- **Exercise aim**:
If a line of the listing contains the string "player", return that line.

- **Material for this exercise**:
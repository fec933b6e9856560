//! Analysis engine subprocess speaking GTP (async I/O)

use std::path::PathBuf;
use std::process::Stdio;
use std::time::Duration;

use tokio::io::{AsyncBufReadExt, AsyncRead, AsyncWriteExt, BufReader};
use tokio::process::{Child, ChildStdin, Command};
use tokio::sync::mpsc::{self, UnboundedReceiver, UnboundedSender};
use tracing::{debug, info, warn};

use crate::commands::{AnalyzeRequest, CommitRequest};
use crate::engine::{AnalysisEngine, CandidateSet};
use crate::error::ReviewError;
use crate::extract::extract;
use crate::framing::{read_until, reply_id, FrameError, Terminator};
use crate::transcript::Transcript;

/// How long `quit` may take before the process is killed.
const QUIT_GRACE: Duration = Duration::from_secs(1);

/// Everything needed to launch and initialise the engine.
#[derive(Debug, Clone)]
pub struct EngineLaunch {
    pub program: String,
    pub args: Vec<String>,
    /// Startup banner that means the engine accepts commands.
    pub ready: Terminator,
    pub start_timeout: Duration,
    pub exchange_timeout: Duration,
    /// Board setup, each gated on its acknowledgement.
    pub init: Vec<String>,
    pub transcript: Option<PathBuf>,
}

/// Which terminator ends an exchange.
#[derive(Debug, Clone, Copy, PartialEq, Eq)]
pub enum Until {
    /// Short GTP acknowledgement of this command.
    Ack,
    /// Full candidate report.
    Report,
}

/// Engine process instance
pub struct EngineSession {
    process: Child,
    stdin: ChildStdin,
    lines: UnboundedReceiver<String>,
    next_id: u32,
    timeout: Duration,
    transcript: Option<Transcript>,
    closed: bool,
}

/// Forward every line of `reader` into `tx` until EOF.
fn forward_lines<R>(reader: R, tx: UnboundedSender<String>)
where
    R: AsyncRead + Unpin + Send + 'static,
{
    tokio::spawn(async move {
        let mut reader = BufReader::new(reader);
        let mut buf = Vec::new();
        loop {
            buf.clear();
            match reader.read_until(b'\n', &mut buf).await {
                Ok(0) | Err(_) => break,
                Ok(_) => {
                    let line = String::from_utf8_lossy(&buf);
                    let line = line.trim_end_matches(|c| c == '\n' || c == '\r');
                    if tx.send(line.to_string()).is_err() {
                        break;
                    }
                }
            }
        }
    });
}

fn not_captured(program: &str, stream: &str) -> ReviewError {
    ReviewError::EngineSpawn {
        program: program.to_string(),
        source: std::io::Error::other(format!("{stream} not captured")),
    }
}

impl EngineSession {
    /// Spawn the engine, wait for its banner and set up the board.
    pub async fn start(launch: &EngineLaunch) -> Result<Self, ReviewError> {
        let mut process = Command::new(&launch.program)
            .args(&launch.args)
            .stdin(Stdio::piped())
            .stdout(Stdio::piped())
            .stderr(Stdio::piped())
            .kill_on_drop(true)
            .spawn()
            .map_err(|source| ReviewError::EngineSpawn {
                program: launch.program.clone(),
                source,
            })?;

        let stdin = process
            .stdin
            .take()
            .ok_or_else(|| not_captured(&launch.program, "stdin"))?;
        let stdout = process
            .stdout
            .take()
            .ok_or_else(|| not_captured(&launch.program, "stdout"))?;
        let stderr = process
            .stderr
            .take()
            .ok_or_else(|| not_captured(&launch.program, "stderr"))?;

        // Both streams feed one channel; it closes once the process is gone.
        let (tx, lines) = mpsc::unbounded_channel();
        forward_lines(stdout, tx.clone());
        forward_lines(stderr, tx);

        let transcript = match &launch.transcript {
            Some(path) => Some(Transcript::create(path).await?),
            None => None,
        };

        let mut session = Self {
            process,
            stdin,
            lines,
            next_id: 1,
            timeout: launch.exchange_timeout,
            transcript,
            closed: false,
        };

        read_until(&mut session.lines, &launch.ready, launch.start_timeout)
            .await
            .map_err(|e| match e {
                FrameError::TimedOut(_) => ReviewError::EngineStartTimeout(launch.start_timeout),
                FrameError::Closed(_) => ReviewError::EngineCrashed {
                    command: "<startup>".to_string(),
                },
            })?;
        info!(program = %launch.program, "Engine ready");

        for command in &launch.init {
            session.exchange(command, Until::Ack, session.timeout).await?;
        }

        Ok(session)
    }

    /// Write one line to the engine
    async fn send(&mut self, line: &str) -> Result<(), ReviewError> {
        debug!(line, "GTP <");
        if let Some(transcript) = &mut self.transcript {
            if let Err(e) = transcript.record(line).await {
                warn!(error = %e, "Failed to write transcript");
            }
        }
        let crashed = |_| ReviewError::EngineCrashed {
            command: line.to_string(),
        };
        self.stdin
            .write_all(format!("{line}\n").as_bytes())
            .await
            .map_err(crashed)?;
        self.stdin.flush().await.map_err(crashed)
    }

    /// Send `command` and collect output until its terminator or `timeout`.
    pub async fn exchange(
        &mut self,
        command: &str,
        until: Until,
        timeout: Duration,
    ) -> Result<String, ReviewError> {
        if self.closed {
            return Err(ReviewError::EngineCrashed {
                command: command.to_string(),
            });
        }

        let id = self.next_id;
        self.next_id += 1;
        self.send(&format!("{id} {command}")).await?;

        let terminator = match until {
            Until::Ack => Terminator::Ack(id),
            Until::Report => Terminator::Report(id),
        };
        let raw = read_until(&mut self.lines, &terminator, timeout)
            .await
            .map_err(|e| match e {
                FrameError::TimedOut(_) => ReviewError::EngineTimeout {
                    command: command.to_string(),
                    timeout,
                },
                FrameError::Closed(_) => ReviewError::EngineCrashed {
                    command: command.to_string(),
                },
            })?;

        let last = raw.lines().last().unwrap_or_default();
        if reply_id(last) == Some((id, false)) {
            return Err(ReviewError::EngineRejected {
                command: command.to_string(),
                message: last[1..].trim_start_matches(|c: char| c.is_ascii_digit()).trim().to_string(),
            });
        }
        Ok(raw)
    }

    /// Send `quit` if the engine is still running, then make sure it is gone.
    /// Safe to call more than once.
    pub async fn shutdown(&mut self) {
        if self.closed {
            return;
        }
        self.closed = true;

        if matches!(self.process.try_wait(), Ok(None)) {
            let id = self.next_id;
            self.next_id += 1;
            let _ = self.send(&format!("{id} quit")).await;
            if tokio::time::timeout(QUIT_GRACE, self.process.wait())
                .await
                .is_err()
            {
                warn!("Engine ignored quit, killing it");
                let _ = self.process.kill().await;
            }
        }

        if let Some(transcript) = &mut self.transcript {
            let _ = transcript.flush().await;
        }
    }
}

impl AnalysisEngine for EngineSession {
    async fn analyze(&mut self, request: &AnalyzeRequest) -> Result<CandidateSet, ReviewError> {
        let raw = self
            .exchange(&request.to_gtp(), Until::Report, self.timeout)
            .await?;
        let candidates = extract(&raw)?;
        // genmove played the engine's choice; take it back
        self.exchange("undo", Until::Ack, self.timeout).await?;
        Ok(candidates)
    }

    async fn commit(&mut self, commit: &CommitRequest) -> Result<(), ReviewError> {
        self.exchange(&commit.to_gtp(), Until::Ack, self.timeout)
            .await
            .map(|_| ())
    }
}

impl Drop for EngineSession {
    fn drop(&mut self) {
        // The engine never outlives its session
        let _ = self.process.start_kill();
    }
}
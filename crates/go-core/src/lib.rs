//! Board-game primitives shared by the review pipeline: points, moves and
//! game records read from SGF.

pub mod coord;
pub mod game_record;
pub mod sgf;

pub use coord::{BoardPoint, CoordError};
pub use game_record::{Color, GameMetadata, GameRecord, Move, Vertex};
pub use sgf::{parse_sgf, SgfError};
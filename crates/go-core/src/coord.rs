//! Engine coordinate codec.
//! Columns are lettered `a..h, j..t` (no `i`), rows are numbered from the bottom.

use std::fmt;
use std::str::FromStr;

use serde::{Deserialize, Serialize};
use thiserror::Error;

/// Column letters in engine order. `i` is skipped by convention.
const COLUMN_CHARS: &[u8] = b"abcdefghjklmnopqrst";

/// Largest supported board edge.
pub const MAX_BOARD_SIZE: u8 = 19;

#[derive(Error, Debug, Clone, PartialEq, Eq)]
pub enum CoordError {
    #[error("invalid coordinate: row {row}, column {column} (expected 1..={MAX_BOARD_SIZE})")]
    OutOfRange { row: u8, column: u8 },

    #[error("invalid coordinate text: {0:?}")]
    BadText(String),
}

/// A point on the board, 1-based.
#[derive(Debug, Clone, Copy, PartialEq, Eq, Hash, Serialize, Deserialize)]
pub struct BoardPoint {
    column: u8,
    row: u8,
}

impl BoardPoint {
    pub fn new(column: u8, row: u8) -> Result<Self, CoordError> {
        if !(1..=MAX_BOARD_SIZE).contains(&row) || !(1..=MAX_BOARD_SIZE).contains(&column) {
            return Err(CoordError::OutOfRange { row, column });
        }
        Ok(Self { column, row })
    }

    pub fn column(self) -> u8 {
        self.column
    }

    pub fn row(self) -> u8 {
        self.row
    }

    fn column_char(self) -> char {
        COLUMN_CHARS[(self.column - 1) as usize] as char
    }
}

impl fmt::Display for BoardPoint {
    fn fmt(&self, f: &mut fmt::Formatter<'_>) -> fmt::Result {
        write!(f, "{}{}", self.column_char(), self.row)
    }
}

impl FromStr for BoardPoint {
    type Err = CoordError;

    /// Accepts either case, so engine output like `Q16` parses too.
    fn from_str(s: &str) -> Result<Self, Self::Err> {
        let (row, column) = decode(s)?;
        Self::new(column, row)
    }
}

/// Encode a 1-based (row, column) pair as engine text, e.g. `(16, 17)` -> `r16`.
pub fn encode(row: u8, column: u8) -> Result<String, CoordError> {
    BoardPoint::new(column, row).map(|p| p.to_string())
}

/// Inverse of [`encode`]. Returns `(row, column)`.
pub fn decode(text: &str) -> Result<(u8, u8), CoordError> {
    let bad = || CoordError::BadText(text.to_string());
    let text = text.trim();
    let mut chars = text.chars();
    let letter = chars.next().ok_or_else(bad)?.to_ascii_lowercase();
    let column = COLUMN_CHARS
        .iter()
        .position(|&c| c as char == letter)
        .ok_or_else(bad)? as u8
        + 1;
    let digits = chars.as_str();
    if digits.is_empty() || !digits.bytes().all(|b| b.is_ascii_digit()) {
        return Err(bad());
    }
    let row: u8 = digits.parse().map_err(|_| bad())?;
    BoardPoint::new(column, row)?;
    Ok((row, column))
}

#[cfg(test)]
mod tests {
    use super::*;

    #[test]
    fn test_encode_skips_i() {
        assert_eq!(encode(4, 8).unwrap(), "h4");
        assert_eq!(encode(4, 9).unwrap(), "j4");
        assert_eq!(encode(19, 19).unwrap(), "t19");
        assert_eq!(encode(1, 1).unwrap(), "a1");
    }

    #[test]
    fn test_round_trip_all_points() {
        for row in 1..=MAX_BOARD_SIZE {
            for column in 1..=MAX_BOARD_SIZE {
                let text = encode(row, column).unwrap();
                assert_eq!(decode(&text).unwrap(), (row, column), "{text}");
            }
        }
    }

    #[test]
    fn test_out_of_range() {
        assert_eq!(
            encode(0, 4),
            Err(CoordError::OutOfRange { row: 0, column: 4 })
        );
        assert!(encode(20, 1).is_err());
        assert!(encode(3, 20).is_err());
    }

    #[test]
    fn test_decode_engine_case_and_garbage() {
        assert_eq!("Q16".parse::<BoardPoint>().unwrap().to_string(), "q16");
        assert!(decode("i5").is_err());
        assert!(decode("pass").is_err());
        assert!(decode("z3").is_err());
        assert!(decode("a20").is_err());
        assert!(decode("").is_err());
        assert!(decode("a+3").is_err());
    }
}
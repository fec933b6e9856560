//! Command plan for a game: what to say to the engine, built before any
//! engine interaction so it can be logged or replayed on its own.

use go_core::{BoardPoint, Color, GameRecord, Vertex};

/// Stand-in for the allow-list of a forced analysis until dispatch time.
pub const ALLOW_PLACEHOLDER: &str = "{allow}";

/// Pass and resign are never considered by the engine.
const AVOIDED: &str = "pass,resign";

fn analyze_line(color: Color, allow: Option<&str>) -> String {
    let c = color.gtp();
    let mut line = format!("lz-genmove_analyze {c} avoid {c} {AVOIDED} 1");
    if let Some(allow) = allow {
        line.push_str(&format!(" allow {c} {allow} 1"));
    }
    line
}

fn join_points(points: &[BoardPoint]) -> String {
    points
        .iter()
        .map(ToString::to_string)
        .collect::<Vec<_>>()
        .join(",")
}

/// A ranked-candidates request for one side to move.
#[derive(Debug, Clone, PartialEq)]
pub struct AnalyzeRequest {
    pub color: Color,
    /// `None` lets the engine choose freely among all legal moves.
    pub allow: Option<Vec<BoardPoint>>,
}

impl AnalyzeRequest {
    pub fn best(color: Color) -> Self {
        Self { color, allow: None }
    }

    pub fn to_gtp(&self) -> String {
        let allow = self.allow.as_deref().map(join_points);
        analyze_line(self.color, allow.as_deref())
    }
}

/// Forced analysis whose allow-list is decided while the ply is running.
#[derive(Debug, Clone, Copy, PartialEq, Eq)]
pub struct ForcedTemplate {
    pub color: Color,
}

impl ForcedTemplate {
    pub fn fill(&self, allow: Vec<BoardPoint>) -> AnalyzeRequest {
        AnalyzeRequest {
            color: self.color,
            allow: Some(allow),
        }
    }

    pub fn to_gtp(&self) -> String {
        analyze_line(self.color, Some(ALLOW_PLACEHOLDER))
    }
}

/// Places a stone on the engine's board.
#[derive(Debug, Clone, Copy, PartialEq, Eq)]
pub struct CommitRequest {
    pub color: Color,
    pub point: BoardPoint,
}

impl CommitRequest {
    pub fn to_gtp(&self) -> String {
        format!("play {} {}", self.color.gtp(), self.point)
    }
}

/// The three logical commands issued for one reviewed move.
#[derive(Debug, Clone, PartialEq)]
pub struct PlyCommands {
    /// 1-based position of the move in the game record, passes included.
    pub move_number: u32,
    pub color: Color,
    pub human: BoardPoint,
    pub best: AnalyzeRequest,
    pub forced: ForcedTemplate,
    pub commit: CommitRequest,
}

#[derive(Debug, Clone, PartialEq)]
pub struct CommandPlan {
    pub board_size: u8,
    pub komi: f64,
    pub setup: Vec<CommitRequest>,
    pub plies: Vec<PlyCommands>,
}

impl CommandPlan {
    /// Build the plan for a whole game. Passes produce no commands.
    pub fn build(record: &GameRecord, komi: f64) -> Self {
        let setup = record
            .setup
            .iter()
            .filter_map(|m| {
                m.point().map(|point| CommitRequest {
                    color: m.player,
                    point,
                })
            })
            .collect();

        let plies = record
            .moves
            .iter()
            .enumerate()
            .filter_map(|(i, m)| match m.vertex {
                Vertex::Pass => None,
                Vertex::Point(point) => Some(PlyCommands {
                    move_number: i as u32 + 1,
                    color: m.player,
                    human: point,
                    best: AnalyzeRequest::best(m.player),
                    forced: ForcedTemplate { color: m.player },
                    commit: CommitRequest {
                        color: m.player,
                        point,
                    },
                }),
            })
            .collect();

        Self {
            board_size: record.metadata.board_size,
            komi,
            setup,
            plies,
        }
    }

    /// Board initialisation sent right after the engine is ready.
    pub fn init_commands(&self) -> Vec<String> {
        vec![
            format!("boardsize {}", self.board_size),
            "clear_board".to_string(),
            format!("komi {}", self.komi),
        ]
    }

    /// Every planned command in order, with forced allow-lists left as
    /// [`ALLOW_PLACEHOLDER`].
    pub fn script(&self) -> Vec<String> {
        let mut lines = self.init_commands();
        lines.extend(self.setup.iter().map(CommitRequest::to_gtp));
        for ply in &self.plies {
            lines.push(ply.best.to_gtp());
            lines.push(ply.forced.to_gtp());
            lines.push(ply.commit.to_gtp());
        }
        lines
    }
}

#[cfg(test)]
mod tests {
    use super::*;
    use go_core::{GameMetadata, Move};

    fn pt(s: &str) -> BoardPoint {
        s.parse().unwrap()
    }

    fn record(moves: Vec<Move>) -> GameRecord {
        GameRecord {
            metadata: GameMetadata::default(),
            setup: vec![],
            moves,
        }
    }

    #[test]
    fn test_passes_are_skipped_but_keep_numbering() {
        let game = record(vec![
            Move::play(Color::Black, pt("d4")),
            Move::pass(Color::White),
            Move::play(Color::Black, pt("q16")),
        ]);
        let plan = CommandPlan::build(&game, 7.5);
        assert_eq!(plan.plies.len(), 2);
        assert_eq!(plan.plies[0].move_number, 1);
        assert_eq!(plan.plies[1].move_number, 3);
        assert_eq!(plan.plies[1].human, pt("q16"));
        assert!(plan.script().iter().all(|l| !l.contains("play w")));
    }

    #[test]
    fn test_script_order() {
        let mut game = record(vec![Move::play(Color::White, pt("c3"))]);
        game.setup.push(Move::play(Color::Black, pt("d4")));
        let plan = CommandPlan::build(&game, 0.5);
        assert_eq!(
            plan.script(),
            vec![
                "boardsize 19",
                "clear_board",
                "komi 0.5",
                "play b d4",
                "lz-genmove_analyze w avoid w pass,resign 1",
                "lz-genmove_analyze w avoid w pass,resign 1 allow w {allow} 1",
                "play w c3",
            ]
        );
    }

    #[test]
    fn test_fill_forced_template() {
        let forced = ForcedTemplate { color: Color::Black };
        let req = forced.fill(vec![pt("q16"), pt("d4")]);
        assert_eq!(
            req.to_gtp(),
            "lz-genmove_analyze b avoid b pass,resign 1 allow b q16,d4 1"
        );
    }
}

- **Answer section**:
                    color: m.player,
                    color: m.player,
                    best: AnalyzeRequest::best(m.player),
                    forced: ForcedTemplate { color: m.player },
                        color: m.player,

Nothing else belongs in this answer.